Não tenho muito o que dizer do
disco em si. Naquela seção Discoteca Básica, da revista Bizz, tem um texto de
um gringo chamado Peter Price, um percussionista que tocou com as Mercenárias e
o Arnaldo Antunes, que é primoroso e diz tudo. Pesquisem nos sebos da vida, se
pá tem na internet. Mas, em suma, o que ele destaca é o artificialismo do som:
são guitarras e guitarras gravadas uma em cima da outra, “puxando o ouvinte
pelo pescoço”, nas palavras do Price, que aqui cito de memória, reduzindo tudo
a pó. Inclusive o baixo, que só consegui escutar depois de fazer aulas do
instrumento.

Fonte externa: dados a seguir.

//! # Metrics
//!
//! Prometheus metrics for monitoring the sync engine.
//!
//! ## Metrics Exposed
//!
//! - `authelia_sync_runs_total` - Total number of sync passes started
//! - `authelia_sync_errors_total` - Total number of sync passes that did not complete cleanly
//! - `authelia_sync_duration_seconds` - Duration of sync passes
//! - `authelia_sync_actions_total{action}` - Actions assigned by the compare phase
//! - `authelia_sync_credentials_rotated_total` - Credentials generated and stored
//! - `authelia_sync_publish_total` - Publishes of the users database, Secret and restart

use anyhow::Result;
use prometheus::{Histogram, IntCounter, IntCounterVec, Registry};
use std::sync::LazyLock;

pub(crate) static REGISTRY: LazyLock<Registry> = LazyLock::new(Registry::new);

static SYNC_RUNS_TOTAL: LazyLock<IntCounter> = LazyLock::new(|| {
    IntCounter::new("authelia_sync_runs_total", "Total number of sync passes started")
        .expect("Failed to create SYNC_RUNS_TOTAL metric - this should never happen")
});

static SYNC_ERRORS_TOTAL: LazyLock<IntCounter> = LazyLock::new(|| {
    IntCounter::new(
        "authelia_sync_errors_total",
        "Total number of sync passes that failed, partially failed or were cancelled",
    )
    .expect("Failed to create SYNC_ERRORS_TOTAL metric - this should never happen")
});

static SYNC_DURATION: LazyLock<Histogram> = LazyLock::new(|| {
    Histogram::with_opts(
        prometheus::HistogramOpts::new(
            "authelia_sync_duration_seconds",
            "Duration of sync passes in seconds",
        )
        .buckets(vec![0.1, 0.5, 1.0, 2.0, 5.0, 10.0, 30.0, 60.0]),
    )
    .expect("Failed to create SYNC_DURATION metric - this should never happen")
});

static SYNC_ACTIONS_TOTAL: LazyLock<IntCounterVec> = LazyLock::new(|| {
    IntCounterVec::new(
        prometheus::Opts::new(
            "authelia_sync_actions_total",
            "Total number of actions assigned per identity, by action",
        ),
        &["action"],
    )
    .expect("Failed to create SYNC_ACTIONS_TOTAL metric - this should never happen")
});

static CREDENTIALS_ROTATED_TOTAL: LazyLock<IntCounter> = LazyLock::new(|| {
    IntCounter::new(
        "authelia_sync_credentials_rotated_total",
        "Total number of credentials generated and stored",
    )
    .expect("Failed to create CREDENTIALS_ROTATED_TOTAL metric - this should never happen")
});

static PUBLISH_TOTAL: LazyLock<IntCounter> = LazyLock::new(|| {
    IntCounter::new(
        "authelia_sync_publish_total",
        "Total number of completed publishes to Authelia",
    )
    .expect("Failed to create PUBLISH_TOTAL metric - this should never happen")
});

pub fn register_metrics() -> Result<()> {
    REGISTRY.register(Box::new(SYNC_RUNS_TOTAL.clone()))?;
    REGISTRY.register(Box::new(SYNC_ERRORS_TOTAL.clone()))?;
    REGISTRY.register(Box::new(SYNC_DURATION.clone()))?;
    REGISTRY.register(Box::new(SYNC_ACTIONS_TOTAL.clone()))?;
    REGISTRY.register(Box::new(CREDENTIALS_ROTATED_TOTAL.clone()))?;
    REGISTRY.register(Box::new(PUBLISH_TOTAL.clone()))?;
    Ok(())
}

pub fn increment_sync_runs() {
    SYNC_RUNS_TOTAL.inc();
}

pub fn increment_sync_errors() {
    SYNC_ERRORS_TOTAL.inc();
}

pub fn observe_sync_duration(duration: f64) {
    SYNC_DURATION.observe(duration);
}

pub fn increment_action(action: &str) {
    SYNC_ACTIONS_TOTAL.with_label_values(&[action]).inc();
}

pub fn increment_credentials_rotated(count: usize) {
    CREDENTIALS_ROTATED_TOTAL.inc_by(count as u64);
}

pub fn increment_publishes() {
    PUBLISH_TOTAL.inc();
}
//! # Redis Backend
//!
//! [`KeyValueBackend`] on top of the `fred` client. Every key is namespaced
//! with a configurable prefix so the credential store can share a Redis
//! database with other consumers; enumeration uses `SCAN` on `<prefix>*`.

use super::backend::KeyValueBackend;
use anyhow::{Context, Result};
use async_trait::async_trait;
use fred::prelude::*;
use fred::types::scan::Scanner;
use futures::TryStreamExt;
use tracing::{debug, info};

/// Page size hint for `SCAN`
const SCAN_COUNT: u32 = 200;

pub struct RedisBackend {
    client: Client,
    key_prefix: String,
}

impl std::fmt::Debug for RedisBackend {
    fn fmt(&self, f: &mut std::fmt::Formatter<'_>) -> std::fmt::Result {
        f.debug_struct("RedisBackend")
            .field("key_prefix", &self.key_prefix)
            .finish_non_exhaustive()
    }
}

impl RedisBackend {
    /// Connect to Redis and wait for the connection to be usable
    pub async fn connect(url: &str, key_prefix: impl Into<String>) -> Result<Self> {
        let config = Config::from_url(url).context("Invalid Redis URL")?;
        let client = Client::new(
            config,
            None,
            None,
            Some(ReconnectPolicy::new_exponential(0, 1000, 30_000, 2)),
        );
        client
            .init()
            .await
            .context("Failed to connect to Redis")?;

        let key_prefix = key_prefix.into();
        info!("Connected to Redis credential store (key prefix '{}')", key_prefix);
        Ok(Self { client, key_prefix })
    }

    fn prefixed(&self, key: &str) -> String {
        format!("{}{}", self.key_prefix, key)
    }
}

#[async_trait]
impl KeyValueBackend for RedisBackend {
    async fn get(&self, key: &str) -> Result<Option<String>> {
        let key = self.prefixed(key);
        self.client
            .get::<Option<String>, _>(&key)
            .await
            .with_context(|| format!("Failed to GET {key}"))
    }

    async fn put(&self, key: &str, value: String) -> Result<()> {
        let key = self.prefixed(key);
        self.client
            .set::<(), _, _>(&key, value, None, None, false)
            .await
            .with_context(|| format!("Failed to SET {key}"))
    }

    async fn keys(&self) -> Result<Vec<String>> {
        let pattern = format!("{}*", self.key_prefix);
        let mut scanner = self.client.scan(pattern.as_str(), Some(SCAN_COUNT), None);
        let mut keys = Vec::new();

        while let Some(page) = scanner
            .try_next()
            .await
            .with_context(|| format!("Failed to SCAN {pattern}"))?
        {
            if let Some(results) = page.results() {
                for key in results {
                    if let Some(stripped) = key
                        .as_str()
                        .and_then(|k| k.strip_prefix(self.key_prefix.as_str()))
                    {
                        keys.push(stripped.to_string());
                    }
                }
            }
        }

        debug!("Scanned {} keys under prefix '{}'", keys.len(), self.key_prefix);
        Ok(keys)
    }
}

E foi Jones que gravou quase todas as linhas de baixo, Vicious não
conseguia. Da minha parte, a produção, inspirada no conceito de wall of sound,
do Phil Spector, realmente me impressionou muito, mas não foi só isso: a música
era raivosa, parecia me chamar para a briga, não era divertida como os Ramones,
os Toy Dolls, os Replicantes, o Papai Noel do Garotos e os próprios Pistols com
Vicious no vocal. E o que puxava isso era o vocal de Johnny Rotten, que eu não
conhecia e que me deixou de queixo caído. Exalava ódio. Era algo inaudito para
mim.
Foi a abertura da porta para o
hardcore, o thrash metal, o grindcore e outras formas de música mais extremas
para mim. Claro que os Pistols soam inofensivos perto de sons assim. Hoje John
Lydon não passa de um conservador patético que nada lembra o jovem Johnny
Rotten ou ele mesmo, com seu nome verdadeiro, no começo do PIL – que me
fascinou tanto quanto os Sex Pistols, até porque dava para escutar o baixo. Eu
já estava preparado para o pós punk também. Só que isso é outra história.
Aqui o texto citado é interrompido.